Segment Start: Entries shown
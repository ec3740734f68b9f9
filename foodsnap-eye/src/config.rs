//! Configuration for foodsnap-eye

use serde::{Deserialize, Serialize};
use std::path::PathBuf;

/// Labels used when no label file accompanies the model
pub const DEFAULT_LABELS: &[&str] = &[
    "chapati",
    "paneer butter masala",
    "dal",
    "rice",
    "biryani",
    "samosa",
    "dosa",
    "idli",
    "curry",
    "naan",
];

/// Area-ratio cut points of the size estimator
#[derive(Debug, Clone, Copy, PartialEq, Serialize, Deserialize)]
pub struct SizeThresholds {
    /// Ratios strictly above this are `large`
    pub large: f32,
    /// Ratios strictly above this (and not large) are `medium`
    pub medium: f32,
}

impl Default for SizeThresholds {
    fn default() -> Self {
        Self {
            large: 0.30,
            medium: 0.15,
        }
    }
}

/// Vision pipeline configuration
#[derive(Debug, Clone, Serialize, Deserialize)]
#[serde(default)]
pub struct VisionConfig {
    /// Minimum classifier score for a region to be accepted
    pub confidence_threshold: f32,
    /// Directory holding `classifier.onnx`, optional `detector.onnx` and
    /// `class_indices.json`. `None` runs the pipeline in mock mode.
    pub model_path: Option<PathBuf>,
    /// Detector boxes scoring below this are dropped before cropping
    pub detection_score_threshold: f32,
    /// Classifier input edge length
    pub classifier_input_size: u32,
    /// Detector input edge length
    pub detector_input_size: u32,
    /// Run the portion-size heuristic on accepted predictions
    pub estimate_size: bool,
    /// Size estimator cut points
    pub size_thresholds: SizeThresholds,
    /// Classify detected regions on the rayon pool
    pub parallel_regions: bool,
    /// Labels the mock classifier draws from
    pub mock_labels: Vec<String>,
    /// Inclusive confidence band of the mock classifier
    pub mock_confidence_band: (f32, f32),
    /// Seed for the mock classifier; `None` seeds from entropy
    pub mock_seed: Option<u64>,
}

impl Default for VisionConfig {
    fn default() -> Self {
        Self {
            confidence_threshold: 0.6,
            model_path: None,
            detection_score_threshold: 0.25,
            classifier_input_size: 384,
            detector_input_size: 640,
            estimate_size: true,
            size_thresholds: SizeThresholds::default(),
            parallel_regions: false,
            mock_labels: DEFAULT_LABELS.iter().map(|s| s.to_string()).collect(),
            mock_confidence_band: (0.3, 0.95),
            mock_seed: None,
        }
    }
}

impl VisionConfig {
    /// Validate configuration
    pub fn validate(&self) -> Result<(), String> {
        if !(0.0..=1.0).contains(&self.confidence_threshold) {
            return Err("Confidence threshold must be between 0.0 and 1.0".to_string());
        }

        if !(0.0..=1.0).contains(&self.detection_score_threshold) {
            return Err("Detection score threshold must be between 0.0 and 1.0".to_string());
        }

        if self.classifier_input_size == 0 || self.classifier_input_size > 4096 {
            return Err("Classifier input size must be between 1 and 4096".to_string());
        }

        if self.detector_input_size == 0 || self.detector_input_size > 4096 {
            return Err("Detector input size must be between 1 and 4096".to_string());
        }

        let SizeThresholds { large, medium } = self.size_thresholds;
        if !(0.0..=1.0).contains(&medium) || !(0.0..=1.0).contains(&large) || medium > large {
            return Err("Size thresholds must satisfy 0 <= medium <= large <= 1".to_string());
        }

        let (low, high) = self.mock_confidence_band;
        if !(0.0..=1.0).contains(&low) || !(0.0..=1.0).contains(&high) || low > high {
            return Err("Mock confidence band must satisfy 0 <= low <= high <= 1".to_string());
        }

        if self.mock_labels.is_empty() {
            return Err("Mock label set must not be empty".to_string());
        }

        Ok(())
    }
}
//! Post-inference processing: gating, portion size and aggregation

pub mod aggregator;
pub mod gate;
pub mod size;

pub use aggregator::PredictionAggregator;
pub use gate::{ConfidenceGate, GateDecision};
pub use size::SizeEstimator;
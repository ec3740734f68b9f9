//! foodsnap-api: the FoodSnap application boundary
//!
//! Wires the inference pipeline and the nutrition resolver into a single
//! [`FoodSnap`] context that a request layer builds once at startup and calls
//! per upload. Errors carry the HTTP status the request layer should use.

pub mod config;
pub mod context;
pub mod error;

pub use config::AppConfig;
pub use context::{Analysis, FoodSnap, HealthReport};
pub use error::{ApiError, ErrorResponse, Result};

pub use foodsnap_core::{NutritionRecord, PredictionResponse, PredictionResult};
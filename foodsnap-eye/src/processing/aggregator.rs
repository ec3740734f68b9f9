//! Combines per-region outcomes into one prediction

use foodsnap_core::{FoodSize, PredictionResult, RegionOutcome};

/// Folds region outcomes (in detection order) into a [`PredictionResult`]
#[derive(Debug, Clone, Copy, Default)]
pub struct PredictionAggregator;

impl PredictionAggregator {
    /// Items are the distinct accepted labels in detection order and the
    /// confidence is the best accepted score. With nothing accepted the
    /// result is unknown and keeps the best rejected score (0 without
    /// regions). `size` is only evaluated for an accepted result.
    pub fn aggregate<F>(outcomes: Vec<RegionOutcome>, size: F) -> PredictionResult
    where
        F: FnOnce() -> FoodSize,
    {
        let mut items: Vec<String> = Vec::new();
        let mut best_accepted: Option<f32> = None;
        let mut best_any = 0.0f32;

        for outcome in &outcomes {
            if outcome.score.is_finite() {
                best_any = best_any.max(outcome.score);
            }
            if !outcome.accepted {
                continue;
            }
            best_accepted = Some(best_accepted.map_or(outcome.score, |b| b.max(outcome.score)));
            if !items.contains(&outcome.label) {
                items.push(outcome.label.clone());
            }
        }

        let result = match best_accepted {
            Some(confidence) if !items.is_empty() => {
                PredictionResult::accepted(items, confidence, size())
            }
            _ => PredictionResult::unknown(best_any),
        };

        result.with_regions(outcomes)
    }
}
Segment End: Entries shown
What to do
The answer is to be the complete listing, transcribed exactly.

Final answer
repository ec3740734f68b9f9
filename foodsnap-eye/src/config.rs
//! Configuration for foodsnap-eye

use serde::{Deserialize, Serialize};
use std::path::PathBuf;

/// Labels used when no label file accompanies the model
pub const DEFAULT_LABELS: &[&str] = &[
    "chapati",
    "paneer butter masala",
    "dal",
    "rice",
    "biryani",
    "samosa",
    "dosa",
    "idli",
    "curry",
    "naan",
];

/// Area-ratio cut points of the size estimator
#[derive(Debug, Clone, Copy, PartialEq, Serialize, Deserialize)]
pub struct SizeThresholds {
    /// Ratios strictly above this are `large`
    pub large: f32,
    /// Ratios strictly above this (and not large) are `medium`
    pub medium: f32,
}

impl Default for SizeThresholds {
    fn default() -> Self {
        Self {
            large: 0.30,
            medium: 0.15,
        }
    }
}

/// Vision pipeline configuration
#[derive(Debug, Clone, Serialize, Deserialize)]
#[serde(default)]
pub struct VisionConfig {
    /// Minimum classifier score for a region to be accepted
    pub confidence_threshold: f32,
    /// Directory holding `classifier.onnx`, optional `detector.onnx` and
    /// `class_indices.json`. `None` runs the pipeline in mock mode.
    pub model_path: Option<PathBuf>,
    /// Detector boxes scoring below this are dropped before cropping
    pub detection_score_threshold: f32,
    /// Classifier input edge length
    pub classifier_input_size: u32,
    /// Detector input edge length
    pub detector_input_size: u32,
    /// Run the portion-size heuristic on accepted predictions
    pub estimate_size: bool,
    /// Size estimator cut points
    pub size_thresholds: SizeThresholds,
    /// Classify detected regions on the rayon pool
    pub parallel_regions: bool,
    /// Labels the mock classifier draws from
    pub mock_labels: Vec<String>,
    /// Inclusive confidence band of the mock classifier
    pub mock_confidence_band: (f32, f32),
    /// Seed for the mock classifier; `None` seeds from entropy
    pub mock_seed: Option<u64>,
}

impl Default for VisionConfig {
    fn default() -> Self {
        Self {
            confidence_threshold: 0.6,
            model_path: None,
            detection_score_threshold: 0.25,
            classifier_input_size: 384,
            detector_input_size: 640,
            estimate_size: true,
            size_thresholds: SizeThresholds::default(),
            parallel_regions: false,
            mock_labels: DEFAULT_LABELS.iter().map(|s| s.to_string()).collect(),
            mock_confidence_band: (0.3, 0.95),
            mock_seed: None,
        }
    }
}

impl VisionConfig {
    /// Validate configuration
    pub fn validate(&self) -> Result<(), String> {
        if !(0.0..=1.0).contains(&self.confidence_threshold) {
            return Err("Confidence threshold must be between 0.0 and 1.0".to_string());
        }

        if !(0.0..=1.0).contains(&self.detection_score_threshold) {
            return Err("Detection score threshold must be between 0.0 and 1.0".to_string());
        }

        if self.classifier_input_size == 0 || self.classifier_input_size > 4096 {
            return Err("Classifier input size must be between 1 and 4096".to_string());
        }

        if self.detector_input_size == 0 || self.detector_input_size > 4096 {
            return Err("Detector input size must be between 1 and 4096".to_string());
        }

        let SizeThresholds { large, medium } = self.size_thresholds;
        if !(0.0..=1.0).contains(&medium) || !(0.0..=1.0).contains(&large) || medium > large {
            return Err("Size thresholds must satisfy 0 <= medium <= large <= 1".to_string());
        }

        let (low, high) = self.mock_confidence_band;
        if !(0.0..=1.0).contains(&low) || !(0.0..=1.0).contains(&high) || low > high {
            return Err("Mock confidence band must satisfy 0 <= low <= high <= 1".to_string());
        }

        if self.mock_labels.is_empty() {
            return Err("Mock label set must not be empty".to_string());
        }

        Ok(())
    }
}
//! Post-inference processing: gating, portion size and aggregation

pub mod aggregator;
pub mod gate;
pub mod size;

pub use aggregator::PredictionAggregator;
pub use gate::{ConfidenceGate, GateDecision};
pub use size::SizeEstimator;
repository ec3740734f68b9f9
//! foodsnap-api: the FoodSnap application boundary
//!
//! Wires the inference pipeline and the nutrition resolver into a single
//! [`FoodSnap`] context that a request layer builds once at startup and calls
//! per upload. Errors carry the HTTP status the request layer should use.

pub mod config;
pub mod context;
pub mod error;

pub use config::AppConfig;
pub use context::{Analysis, FoodSnap, HealthReport};
pub use error::{ApiError, ErrorResponse, Result};

pub use foodsnap_core::{NutritionRecord, PredictionResponse, PredictionResult};
filename foodsnap-eye/src/processing/aggregator.rs
repository ec3740734f68b9f9
//! Combines per-region outcomes into one prediction

use foodsnap_core::{FoodSize, PredictionResult, RegionOutcome};

/// Folds region outcomes (in detection order) into a [`PredictionResult`]
#[derive(Debug, Clone, Copy, Default)]
pub struct PredictionAggregator;

impl PredictionAggregator {
    /// Items are the distinct accepted labels in detection order and the
    /// confidence is the best accepted score. With nothing accepted the
    /// result is unknown and keeps the best rejected score (0 without
    /// regions). `size` is only evaluated for an accepted result.
    pub fn aggregate<F>(outcomes: Vec<RegionOutcome>, size: F) -> PredictionResult
    where
        F: FnOnce() -> FoodSize,
    {
        let mut items: Vec<String> = Vec::new();
        let mut best_accepted: Option<f32> = None;
        let mut best_any = 0.0f32;

        for outcome in &outcomes {
            if outcome.score.is_finite() {
                best_any = best_any.max(outcome.score);
            }
            if !outcome.accepted {
                continue;
            }
            best_accepted = Some(best_accepted.map_or(outcome.score, |b| b.max(outcome.score)));
            if !items.contains(&outcome.label) {
                items.push(outcome.label.clone());
            }
        }

        let result = match best_accepted {
            Some(confidence) if !items.is_empty() => {
                PredictionResult::accepted(items, confidence, size())
            }
            _ => PredictionResult::unknown(best_any),
        };

        result.with_regions(outcomes)
    }
}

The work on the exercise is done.